昔からなでたところの悩み・苦しみを和らげて下さると信仰されています。
釈尊の勅命を受けて永くこの世に住し衆生を済度する役割をもった16人の阿羅漢(あらかん)がおられます。
賓頭盧尊者は十六羅漢のお一人で、正式には賓度羅跋羅堕闍(ひんどらばらだじゃ)といい、インドから見て西方に多くの弟子を従えていたそうです。
白髪で長い眉が特徴といわれています。
もとは国の臣下でしたが、当時の国王さまがそのまじめで勤勉な姿を見て出家させました。

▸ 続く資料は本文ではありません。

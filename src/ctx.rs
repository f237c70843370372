use core::fmt;
use core::marker::PhantomData;

use crate::{RoundingMode, Signal};

/// The trap mask of `basic` contexts.
pub const BASIC_TRAPS: Signal = Signal::INVALID_OPERATION
    .union(Signal::OVERFLOW)
    .union(Signal::UNDERFLOW);

/// A computation context for the decimal format `D`.
///
/// The context carries the working precision, the rounding mode,
/// the trap mask, the sticky signal state, and the locale used
/// for parsing. Operations union the signals they raise into the
/// sticky state; only [`clear_signals`][Self::clear_signals]
/// removes them.
///
/// A context is exclusively owned: clone it to branch, and do
/// not share one across threads without external
/// synchronization.
pub struct Ctx<D> {
    pub(crate) precision: u32,
    pub(crate) rounding: RoundingMode,
    pub(crate) traps: Signal,
    pub(crate) signals: Signal,
    pub(crate) locale: Locale,
    pub(crate) _dec: PhantomData<D>,
}

impl<D> Clone for Ctx<D> {
    fn clone(&self) -> Self {
        Ctx {
            precision: self.precision,
            rounding: self.rounding,
            traps: self.traps,
            signals: self.signals,
            locale: self.locale.clone(),
            _dec: PhantomData,
        }
    }
}

impl<D> Ctx<D> {
    /// Returns the sticky signal state.
    pub const fn signal(&self) -> Signal {
        self.signals
    }

    /// Returns the trap mask.
    pub const fn traps(&self) -> Signal {
        self.traps
    }

    /// Returns the working precision in digits.
    pub const fn precision(&self) -> u32 {
        self.precision
    }

    /// Returns the rounding mode.
    pub const fn rounding(&self) -> RoundingMode {
        self.rounding
    }

    /// Returns the parsing locale.
    pub const fn locale(&self) -> &Locale {
        &self.locale
    }

    /// Resets the sticky signal state to
    /// [`CLEAR`][Signal::CLEAR].
    pub fn clear_signals(&mut self) {
        self.signals = Signal::CLEAR;
    }

    /// Returns a copy of the context, optionally with the
    /// sticky signals cleared.
    #[must_use = "this returns a new context \
                      without modifying the original"]
    pub fn cloned(&self, clear: bool) -> Self {
        let mut ctx = self.clone();
        if clear {
            ctx.signals = Signal::CLEAR;
        }
        ctx
    }

    /// Returns `primary` unless a trapped signal is raised, in
    /// which case `fallback` is substituted.
    ///
    /// This is the library's trap discipline: computational
    /// errors never unwind, so callers opt into recovery by
    /// supplying the value to fall back on.
    pub fn handle_signals(&self, primary: D, fallback: D) -> D {
        if self.signals.trips(self.traps) {
            fallback
        } else {
            primary
        }
    }

    /// Unions `signal` into the sticky state.
    pub(crate) fn raise(&mut self, signal: Signal) {
        self.signals |= signal;
    }
}

/// Separator sets used to normalize numeric input.
///
/// Characters in `decimals` read as the decimal point;
/// characters in `thousands` are grouping noise and are deleted.
#[derive(Clone, Debug, Eq, PartialEq)]
pub struct Locale {
    decimals: String,
    thousands: String,
}

impl Locale {
    /// Creates a locale from its separator sets.
    pub fn new(decimals: impl Into<String>, thousands: impl Into<String>) -> Self {
        Self {
            decimals: decimals.into(),
            thousands: thousands.into(),
        }
    }

    /// Normalizes `input` for the scanner: trims surrounding
    /// whitespace, lowercases ASCII, deletes embedded spaces and
    /// thousands separators, and maps decimal separators to
    /// `.`.
    pub(crate) fn normalize(&self, input: &str) -> String {
        let input = input.trim();
        let mut out = String::with_capacity(input.len());
        for ch in input.chars() {
            if ch == ' ' || self.thousands.contains(ch) {
                continue;
            }
            if self.decimals.contains(ch) {
                out.push('.');
            } else {
                out.push(ch.to_ascii_lowercase());
            }
        }
        out
    }
}

impl Default for Locale {
    /// The default locale: `.` as the decimal point, `,` and
    /// `_` as grouping separators.
    fn default() -> Self {
        Self::new(".", ",_")
    }
}

/// An error returned when constructing a context with an
/// unsupported precision.
#[derive(Copy, Clone, Debug, Eq, PartialEq)]
pub struct CtxError {
    precision: u32,
    min: u32,
    max: u32,
}

impl CtxError {
    pub(crate) const fn precision(precision: u32, min: u32, max: u32) -> Self {
        Self {
            precision,
            min,
            max,
        }
    }
}

impl fmt::Display for CtxError {
    fn fmt(&self, f: &mut fmt::Formatter<'_>) -> fmt::Result {
        write!(
            f,
            "unsupported precision {}: must be in [{}, {}]",
            self.precision, self.min, self.max,
        )
    }
}

impl std::error::Error for CtxError {}
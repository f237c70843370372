//! IEEE 754-2008 decimal floating point arithmetic.
//!
//! This crate implements the 32- and 64-bit decimal interchange
//! formats with binary integer significands (BID), together with
//! the computation-context machinery of the General Decimal
//! Arithmetic Specification: working precision, rounding modes,
//! trap masks, and sticky signals.
//!
//! Values are plain bit-packed words ([`X32`], [`X64`]) that are
//! cheap to copy and never allocate. Operations run under a
//! [`Ctx`], which accumulates the signals they raise;
//! computational errors never unwind. Callers recover from
//! trapped signals by substituting a fallback value:
//!
//! ```
//! use decfp::{Ctx, X64};
//!
//! let mut ctx = Ctx::<X64>::basic();
//! let a = ctx.parse("1.23");
//! let b = ctx.parse("4.56");
//! let sum = ctx.add(a, b);
//! assert_eq!(sum.to_string(), "5.79");
//!
//! // A malformed literal raises a trapped signal; recover with
//! // a fallback value.
//! let bad = ctx.parse("1.2.3");
//! assert_eq!(ctx.handle_signals(bad, X64::ZERO).to_string(), "0");
//! ```

#![allow(clippy::unusual_byte_groupings)]
#![warn(rust_2018_idioms)]
#![warn(unused_lifetimes)]
#![warn(missing_docs)]

mod bid;
mod ctx;
pub mod diag;
pub mod imath;
mod round;
mod signal;

pub use bid::{Kind, PackError, Sign, X32, X64};
pub use ctx::{Ctx, CtxError, Locale, BASIC_TRAPS};
pub use round::{apply, Coefficient, RoundingMode};
pub use signal::Signal;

修行にも勤勉に取り組み、ついに阿羅漢果に達して神通力を得ました。
あるとき神通力を奢ったことを釈尊に咎められ、西の大陸に封ぜられてしまいましたが、衆人の請願によって帰ることを許され、その後は南天の摩梨山に住んでは釈尊滅後の人々を救ったそうです。
インドの小乗寺では賓頭盧尊者を上座に祀ったといわれ、中国では唐の時代まで聖僧として食堂に尊像を安置する決まりがありました。

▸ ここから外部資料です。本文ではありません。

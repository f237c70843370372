//! NaN diagnostic payloads.
//!
//! Every NaN the library itself produces carries a payload in
//! its trailing significand: an FNV-1a hash of the call site
//! that created it, truncated to the payload width of the
//! format. The payload-to-site mapping is kept in a process-wide
//! registry so debug formatting can resolve a payload back to
//! the code that raised it.
//!
//! The registry grows monotonically until process exit, bounded
//! by the number of distinct NaN creation sites. Payloads are
//! truncated hashes, so distinct sites may collide; the first
//! writer wins.

use std::{
    collections::HashMap,
    panic::Location,
    sync::{Mutex, OnceLock, PoisonError},
};

/// The source location that produced a NaN.
#[derive(Copy, Clone, Debug, Eq, PartialEq)]
pub struct Site {
    /// The file the NaN was created in.
    pub file: &'static str,
    /// The line the NaN was created at.
    pub line: u32,
}

static REGISTRY: OnceLock<Mutex<HashMap<u64, Site>>> = OnceLock::new();

fn registry() -> &'static Mutex<HashMap<u64, Site>> {
    REGISTRY.get_or_init(|| Mutex::new(HashMap::new()))
}

/// Hashes the caller's location, truncates it to `mask`, and
/// registers the site under the truncated payload.
#[track_caller]
pub(crate) fn record(mask: u64) -> u64 {
    let loc = Location::caller();
    let payload = fnv1a(loc.file().as_bytes(), loc.line()) & mask;
    let mut map = registry()
        .lock()
        .unwrap_or_else(PoisonError::into_inner);
    map.entry(payload).or_insert(Site {
        file: loc.file(),
        line: loc.line(),
    });
    payload
}

/// Resolves a NaN payload back to the site that produced it.
///
/// Returns `None` for payloads this process never produced,
/// e.g. NaNs decoded from the wire.
pub fn lookup(payload: u64) -> Option<Site> {
    let map = registry()
        .lock()
        .unwrap_or_else(PoisonError::into_inner);
    map.get(&payload).copied()
}

/// 64-bit FNV-1a over `file` followed by the line number.
const fn fnv1a(file: &[u8], line: u32) -> u64 {
    const OFFSET: u64 = 0xcbf2_9ce4_8422_2325;
    const PRIME: u64 = 0x0000_0100_0000_01b3;

    let mut h = OFFSET;
    let mut i = 0;
    while i < file.len() {
        h ^= file[i] as u64;
        h = h.wrapping_mul(PRIME);
        i += 1;
    }
    let line = line.to_le_bytes();
    let mut i = 0;
    while i < line.len() {
        h ^= line[i] as u64;
        h = h.wrapping_mul(PRIME);
        i += 1;
    }
    h
}
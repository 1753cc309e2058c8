//! Energy load forecasting pipeline.
//!
//! Raw grid and weather CSVs flow through feature engineering, categorical
//! encoding and scaling, model training/selection and finally an HTTP
//! prediction service. Every stage reads its inputs from, and writes its
//! outputs to, the directories named in [`config::Config`].

pub mod analysis;
pub mod api;
pub mod artifacts;
pub mod cli;
pub mod config;
pub mod data;
pub mod error;
pub mod features;
pub mod forecast;
pub mod ml;
pub mod pipeline;
pub mod preprocessing;
pub mod telemetry;
pub mod tracking;

pub use error::{PipelineError, Result};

日本では伽藍(がらん)の前に安置し、撫でることで除病を念願する風習が古くから行われてきました。よって、撫仏(なでぼとけ)ともいわれます。
東大寺大仏殿の前にも大きな賓頭盧尊者がおられますね。
當麻寺曼陀羅堂の賓頭盧尊者は、文政9年(1826年)6月に當麻寺奥院44世光誉定辯上人が勧進となって奉納されました。
仏師は山本印慶と伝わっております。